[Collected data]

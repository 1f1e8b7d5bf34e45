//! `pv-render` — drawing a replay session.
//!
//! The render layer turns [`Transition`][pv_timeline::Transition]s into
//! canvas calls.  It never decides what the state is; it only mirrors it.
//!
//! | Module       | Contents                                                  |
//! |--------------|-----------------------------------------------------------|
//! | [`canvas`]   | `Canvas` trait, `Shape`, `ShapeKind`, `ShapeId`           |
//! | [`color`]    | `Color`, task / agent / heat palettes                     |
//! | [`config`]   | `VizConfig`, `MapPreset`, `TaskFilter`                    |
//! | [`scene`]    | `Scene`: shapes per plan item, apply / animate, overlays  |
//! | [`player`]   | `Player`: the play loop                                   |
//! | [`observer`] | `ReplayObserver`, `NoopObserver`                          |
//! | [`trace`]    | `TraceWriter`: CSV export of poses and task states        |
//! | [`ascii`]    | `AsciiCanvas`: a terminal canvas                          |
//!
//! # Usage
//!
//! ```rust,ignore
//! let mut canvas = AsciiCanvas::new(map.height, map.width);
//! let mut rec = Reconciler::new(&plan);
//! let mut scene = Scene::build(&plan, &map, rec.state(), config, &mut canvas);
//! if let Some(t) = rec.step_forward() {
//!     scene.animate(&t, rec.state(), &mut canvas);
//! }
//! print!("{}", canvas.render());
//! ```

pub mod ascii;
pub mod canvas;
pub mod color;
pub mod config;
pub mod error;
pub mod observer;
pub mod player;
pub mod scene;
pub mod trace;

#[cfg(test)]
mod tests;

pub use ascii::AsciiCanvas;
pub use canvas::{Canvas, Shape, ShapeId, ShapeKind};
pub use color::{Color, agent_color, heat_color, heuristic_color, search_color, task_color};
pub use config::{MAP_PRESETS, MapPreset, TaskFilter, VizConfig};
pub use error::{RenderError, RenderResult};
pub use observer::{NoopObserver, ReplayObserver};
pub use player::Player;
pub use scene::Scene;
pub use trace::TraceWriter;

==

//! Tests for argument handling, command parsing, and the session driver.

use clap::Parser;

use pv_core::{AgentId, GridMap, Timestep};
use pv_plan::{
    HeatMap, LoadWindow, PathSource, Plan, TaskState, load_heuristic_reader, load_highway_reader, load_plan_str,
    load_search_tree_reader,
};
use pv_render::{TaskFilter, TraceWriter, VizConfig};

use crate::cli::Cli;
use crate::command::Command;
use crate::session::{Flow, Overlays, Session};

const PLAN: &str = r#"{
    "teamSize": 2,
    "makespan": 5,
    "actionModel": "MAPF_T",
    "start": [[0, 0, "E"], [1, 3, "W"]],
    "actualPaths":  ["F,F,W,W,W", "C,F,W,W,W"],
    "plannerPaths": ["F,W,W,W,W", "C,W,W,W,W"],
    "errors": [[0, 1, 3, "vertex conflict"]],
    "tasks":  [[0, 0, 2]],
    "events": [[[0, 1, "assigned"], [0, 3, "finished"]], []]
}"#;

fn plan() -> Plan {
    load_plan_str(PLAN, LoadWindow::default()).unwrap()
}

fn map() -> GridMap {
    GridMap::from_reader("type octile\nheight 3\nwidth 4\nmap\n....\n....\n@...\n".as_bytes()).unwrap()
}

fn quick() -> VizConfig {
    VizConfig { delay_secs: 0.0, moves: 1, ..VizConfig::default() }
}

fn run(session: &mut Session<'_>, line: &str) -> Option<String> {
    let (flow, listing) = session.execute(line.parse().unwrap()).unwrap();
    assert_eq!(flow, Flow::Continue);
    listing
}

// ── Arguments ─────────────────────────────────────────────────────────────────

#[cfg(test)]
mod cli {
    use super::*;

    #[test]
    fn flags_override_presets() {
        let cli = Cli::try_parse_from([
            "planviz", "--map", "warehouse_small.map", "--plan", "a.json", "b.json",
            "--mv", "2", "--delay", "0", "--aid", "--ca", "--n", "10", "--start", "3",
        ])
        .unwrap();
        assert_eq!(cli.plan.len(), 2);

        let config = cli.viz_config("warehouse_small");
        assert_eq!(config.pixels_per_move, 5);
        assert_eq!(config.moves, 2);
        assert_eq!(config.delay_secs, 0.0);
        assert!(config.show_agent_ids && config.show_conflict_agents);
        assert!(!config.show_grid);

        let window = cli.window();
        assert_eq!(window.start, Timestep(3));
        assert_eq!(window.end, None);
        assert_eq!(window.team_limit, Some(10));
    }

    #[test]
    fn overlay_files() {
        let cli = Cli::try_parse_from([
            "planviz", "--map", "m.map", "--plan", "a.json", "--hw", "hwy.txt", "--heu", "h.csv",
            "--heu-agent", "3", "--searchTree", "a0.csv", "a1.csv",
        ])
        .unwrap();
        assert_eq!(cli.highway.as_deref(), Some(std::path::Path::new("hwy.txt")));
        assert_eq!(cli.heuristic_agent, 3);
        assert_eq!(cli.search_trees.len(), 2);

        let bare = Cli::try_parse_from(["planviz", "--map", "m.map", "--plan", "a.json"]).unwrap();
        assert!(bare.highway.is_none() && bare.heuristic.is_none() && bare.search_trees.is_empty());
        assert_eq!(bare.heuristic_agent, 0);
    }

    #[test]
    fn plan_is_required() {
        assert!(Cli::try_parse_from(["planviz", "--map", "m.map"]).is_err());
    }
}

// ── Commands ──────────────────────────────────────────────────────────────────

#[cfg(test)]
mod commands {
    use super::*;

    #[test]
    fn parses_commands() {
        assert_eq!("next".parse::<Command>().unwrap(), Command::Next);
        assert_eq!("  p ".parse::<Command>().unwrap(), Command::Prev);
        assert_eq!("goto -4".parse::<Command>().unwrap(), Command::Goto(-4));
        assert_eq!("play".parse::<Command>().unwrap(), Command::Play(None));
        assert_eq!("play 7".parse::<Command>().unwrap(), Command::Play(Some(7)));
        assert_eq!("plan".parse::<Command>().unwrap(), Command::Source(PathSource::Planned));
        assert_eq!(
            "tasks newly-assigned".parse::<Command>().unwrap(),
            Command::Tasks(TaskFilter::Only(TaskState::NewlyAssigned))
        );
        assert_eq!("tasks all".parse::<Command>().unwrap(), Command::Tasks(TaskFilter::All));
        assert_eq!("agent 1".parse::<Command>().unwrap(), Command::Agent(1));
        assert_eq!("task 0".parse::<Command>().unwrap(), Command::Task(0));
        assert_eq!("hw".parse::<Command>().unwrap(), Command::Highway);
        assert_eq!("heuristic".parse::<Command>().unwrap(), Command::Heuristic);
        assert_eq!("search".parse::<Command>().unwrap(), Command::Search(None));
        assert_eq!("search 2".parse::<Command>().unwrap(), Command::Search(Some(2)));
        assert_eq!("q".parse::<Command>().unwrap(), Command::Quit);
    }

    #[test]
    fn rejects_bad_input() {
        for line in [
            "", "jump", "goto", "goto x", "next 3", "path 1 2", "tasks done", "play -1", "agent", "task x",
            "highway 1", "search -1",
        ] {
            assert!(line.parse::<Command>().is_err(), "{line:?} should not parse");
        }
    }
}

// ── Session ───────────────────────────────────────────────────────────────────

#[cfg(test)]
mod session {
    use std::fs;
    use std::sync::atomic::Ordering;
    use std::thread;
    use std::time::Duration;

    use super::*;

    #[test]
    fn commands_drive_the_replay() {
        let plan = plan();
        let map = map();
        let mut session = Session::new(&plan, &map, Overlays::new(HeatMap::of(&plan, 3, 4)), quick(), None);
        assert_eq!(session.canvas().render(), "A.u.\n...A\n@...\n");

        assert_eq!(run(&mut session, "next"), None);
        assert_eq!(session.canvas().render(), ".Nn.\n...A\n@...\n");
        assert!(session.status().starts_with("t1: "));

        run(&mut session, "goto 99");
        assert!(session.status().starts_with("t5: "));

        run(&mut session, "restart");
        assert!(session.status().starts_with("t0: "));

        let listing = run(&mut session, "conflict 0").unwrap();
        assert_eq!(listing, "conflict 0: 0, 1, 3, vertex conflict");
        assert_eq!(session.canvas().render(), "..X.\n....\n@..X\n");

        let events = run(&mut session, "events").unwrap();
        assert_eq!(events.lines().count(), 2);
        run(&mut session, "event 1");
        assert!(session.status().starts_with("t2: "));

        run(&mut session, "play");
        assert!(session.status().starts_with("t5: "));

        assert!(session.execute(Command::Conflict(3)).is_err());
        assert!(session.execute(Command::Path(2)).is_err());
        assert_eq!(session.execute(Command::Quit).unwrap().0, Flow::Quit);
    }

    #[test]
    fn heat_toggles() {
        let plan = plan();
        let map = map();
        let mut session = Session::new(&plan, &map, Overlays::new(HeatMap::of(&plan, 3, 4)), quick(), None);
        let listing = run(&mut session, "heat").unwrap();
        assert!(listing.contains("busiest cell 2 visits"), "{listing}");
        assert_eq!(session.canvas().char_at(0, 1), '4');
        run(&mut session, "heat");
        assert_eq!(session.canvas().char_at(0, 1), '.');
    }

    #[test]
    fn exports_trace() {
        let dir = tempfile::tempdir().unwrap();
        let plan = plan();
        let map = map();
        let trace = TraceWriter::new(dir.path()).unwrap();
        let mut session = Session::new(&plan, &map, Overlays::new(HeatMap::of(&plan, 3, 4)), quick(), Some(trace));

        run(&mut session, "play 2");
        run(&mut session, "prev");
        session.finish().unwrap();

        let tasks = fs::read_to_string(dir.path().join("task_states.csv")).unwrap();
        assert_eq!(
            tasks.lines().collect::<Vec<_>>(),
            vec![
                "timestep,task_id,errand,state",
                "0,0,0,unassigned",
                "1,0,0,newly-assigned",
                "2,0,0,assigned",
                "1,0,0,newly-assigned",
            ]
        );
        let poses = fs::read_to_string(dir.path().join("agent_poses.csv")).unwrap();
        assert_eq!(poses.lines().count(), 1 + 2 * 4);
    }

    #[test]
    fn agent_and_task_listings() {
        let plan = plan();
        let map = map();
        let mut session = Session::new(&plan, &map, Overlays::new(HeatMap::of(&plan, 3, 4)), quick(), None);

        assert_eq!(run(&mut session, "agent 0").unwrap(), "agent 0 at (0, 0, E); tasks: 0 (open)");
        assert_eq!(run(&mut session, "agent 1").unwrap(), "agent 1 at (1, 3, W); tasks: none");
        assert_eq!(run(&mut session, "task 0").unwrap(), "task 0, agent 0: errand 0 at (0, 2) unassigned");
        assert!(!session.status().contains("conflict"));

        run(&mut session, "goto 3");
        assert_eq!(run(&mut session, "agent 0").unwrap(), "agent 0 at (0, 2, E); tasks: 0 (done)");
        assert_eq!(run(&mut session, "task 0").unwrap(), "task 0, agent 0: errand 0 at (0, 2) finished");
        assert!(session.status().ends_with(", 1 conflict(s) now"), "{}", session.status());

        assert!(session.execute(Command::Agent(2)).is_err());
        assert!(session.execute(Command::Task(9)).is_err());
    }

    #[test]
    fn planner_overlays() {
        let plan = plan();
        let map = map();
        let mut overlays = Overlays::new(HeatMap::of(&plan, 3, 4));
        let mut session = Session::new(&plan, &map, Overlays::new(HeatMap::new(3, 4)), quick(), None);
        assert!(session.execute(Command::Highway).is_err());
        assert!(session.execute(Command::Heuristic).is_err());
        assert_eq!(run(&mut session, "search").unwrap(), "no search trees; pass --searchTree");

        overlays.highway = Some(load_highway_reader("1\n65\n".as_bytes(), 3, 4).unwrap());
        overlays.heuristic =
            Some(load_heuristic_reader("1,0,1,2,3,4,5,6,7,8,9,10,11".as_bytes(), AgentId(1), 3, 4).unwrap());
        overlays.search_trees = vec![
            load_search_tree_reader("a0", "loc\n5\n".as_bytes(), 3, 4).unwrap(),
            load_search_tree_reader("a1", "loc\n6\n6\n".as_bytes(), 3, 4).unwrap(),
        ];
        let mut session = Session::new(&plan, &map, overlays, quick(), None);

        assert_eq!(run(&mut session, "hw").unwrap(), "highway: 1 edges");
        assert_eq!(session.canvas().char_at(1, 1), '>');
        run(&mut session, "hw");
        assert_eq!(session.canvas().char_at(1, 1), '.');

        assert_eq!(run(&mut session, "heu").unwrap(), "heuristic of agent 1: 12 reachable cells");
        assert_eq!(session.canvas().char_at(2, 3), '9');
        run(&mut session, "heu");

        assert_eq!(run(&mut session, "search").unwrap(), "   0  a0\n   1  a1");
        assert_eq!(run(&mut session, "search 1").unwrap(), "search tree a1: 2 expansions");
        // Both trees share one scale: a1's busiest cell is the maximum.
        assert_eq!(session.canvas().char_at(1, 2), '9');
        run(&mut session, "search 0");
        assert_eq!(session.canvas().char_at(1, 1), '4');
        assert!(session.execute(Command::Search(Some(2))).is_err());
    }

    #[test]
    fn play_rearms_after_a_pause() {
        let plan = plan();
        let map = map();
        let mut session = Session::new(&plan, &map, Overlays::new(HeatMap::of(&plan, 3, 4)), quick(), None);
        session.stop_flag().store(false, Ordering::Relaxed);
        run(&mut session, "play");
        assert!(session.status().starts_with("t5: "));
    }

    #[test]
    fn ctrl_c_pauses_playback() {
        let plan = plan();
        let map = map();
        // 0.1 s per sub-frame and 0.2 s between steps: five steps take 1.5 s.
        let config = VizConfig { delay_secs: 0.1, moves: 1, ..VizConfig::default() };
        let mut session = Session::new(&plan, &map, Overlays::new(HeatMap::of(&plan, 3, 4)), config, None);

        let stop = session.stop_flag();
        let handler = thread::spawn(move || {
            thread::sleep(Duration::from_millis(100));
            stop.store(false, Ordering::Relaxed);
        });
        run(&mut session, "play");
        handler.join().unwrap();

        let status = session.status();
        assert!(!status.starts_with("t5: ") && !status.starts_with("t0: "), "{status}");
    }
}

* * *

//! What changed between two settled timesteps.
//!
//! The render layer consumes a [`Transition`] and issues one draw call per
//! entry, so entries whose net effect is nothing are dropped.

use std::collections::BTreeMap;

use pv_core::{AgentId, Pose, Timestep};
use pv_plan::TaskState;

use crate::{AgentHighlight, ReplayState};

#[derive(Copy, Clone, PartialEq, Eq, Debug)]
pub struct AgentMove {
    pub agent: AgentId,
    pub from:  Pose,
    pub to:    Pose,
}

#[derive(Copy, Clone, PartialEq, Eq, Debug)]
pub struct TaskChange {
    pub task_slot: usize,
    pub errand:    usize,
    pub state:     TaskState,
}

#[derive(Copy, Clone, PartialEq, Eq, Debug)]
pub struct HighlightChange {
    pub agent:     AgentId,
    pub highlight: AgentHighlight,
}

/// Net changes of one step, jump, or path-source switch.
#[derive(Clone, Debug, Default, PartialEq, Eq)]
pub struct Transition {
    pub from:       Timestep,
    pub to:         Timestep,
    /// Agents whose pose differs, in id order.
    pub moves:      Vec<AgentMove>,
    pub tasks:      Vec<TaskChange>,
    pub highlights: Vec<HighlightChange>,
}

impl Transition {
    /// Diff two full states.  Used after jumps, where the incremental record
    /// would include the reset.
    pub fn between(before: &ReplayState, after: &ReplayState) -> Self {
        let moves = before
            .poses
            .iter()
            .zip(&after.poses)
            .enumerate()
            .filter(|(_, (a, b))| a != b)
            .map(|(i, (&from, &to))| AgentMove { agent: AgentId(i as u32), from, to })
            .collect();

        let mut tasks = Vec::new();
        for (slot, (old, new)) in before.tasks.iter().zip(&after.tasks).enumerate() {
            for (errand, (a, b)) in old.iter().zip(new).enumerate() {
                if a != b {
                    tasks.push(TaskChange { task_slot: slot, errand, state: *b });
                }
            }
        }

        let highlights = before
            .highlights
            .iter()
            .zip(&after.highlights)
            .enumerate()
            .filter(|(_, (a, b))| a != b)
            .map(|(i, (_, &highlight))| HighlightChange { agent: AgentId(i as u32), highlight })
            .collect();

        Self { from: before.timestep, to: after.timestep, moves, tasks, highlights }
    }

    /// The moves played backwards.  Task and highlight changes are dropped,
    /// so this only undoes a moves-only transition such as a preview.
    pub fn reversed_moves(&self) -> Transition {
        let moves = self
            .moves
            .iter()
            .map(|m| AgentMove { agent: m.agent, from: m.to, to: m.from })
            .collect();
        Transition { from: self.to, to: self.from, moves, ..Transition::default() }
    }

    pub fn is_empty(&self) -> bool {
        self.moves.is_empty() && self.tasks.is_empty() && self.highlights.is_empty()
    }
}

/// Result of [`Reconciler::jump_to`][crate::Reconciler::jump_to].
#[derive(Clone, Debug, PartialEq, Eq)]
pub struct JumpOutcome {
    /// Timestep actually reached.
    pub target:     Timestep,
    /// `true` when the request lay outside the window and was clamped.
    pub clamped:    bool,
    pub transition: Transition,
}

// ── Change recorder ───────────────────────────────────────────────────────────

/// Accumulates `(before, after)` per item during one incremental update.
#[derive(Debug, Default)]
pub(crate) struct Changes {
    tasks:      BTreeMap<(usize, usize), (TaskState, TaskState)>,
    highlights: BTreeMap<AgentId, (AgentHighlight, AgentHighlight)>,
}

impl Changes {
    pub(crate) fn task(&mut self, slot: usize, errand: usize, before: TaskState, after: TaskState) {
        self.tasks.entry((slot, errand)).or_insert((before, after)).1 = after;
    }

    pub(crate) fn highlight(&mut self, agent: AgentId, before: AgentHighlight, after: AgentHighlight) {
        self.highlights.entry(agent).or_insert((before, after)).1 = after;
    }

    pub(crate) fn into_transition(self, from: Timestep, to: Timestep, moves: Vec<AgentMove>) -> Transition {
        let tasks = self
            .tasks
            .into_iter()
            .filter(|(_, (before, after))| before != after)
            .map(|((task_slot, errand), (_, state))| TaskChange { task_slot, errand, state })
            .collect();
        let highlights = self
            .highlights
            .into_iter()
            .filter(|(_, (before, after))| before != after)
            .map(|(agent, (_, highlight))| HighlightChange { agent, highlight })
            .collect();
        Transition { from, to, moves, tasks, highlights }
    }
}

## Assigned task
Could you return all lines from the data above that contain the string "ReplayState"?

## Exercise output
use crate::{AgentHighlight, ReplayState};
    pub fn between(before: &ReplayState, after: &ReplayState) -> Self {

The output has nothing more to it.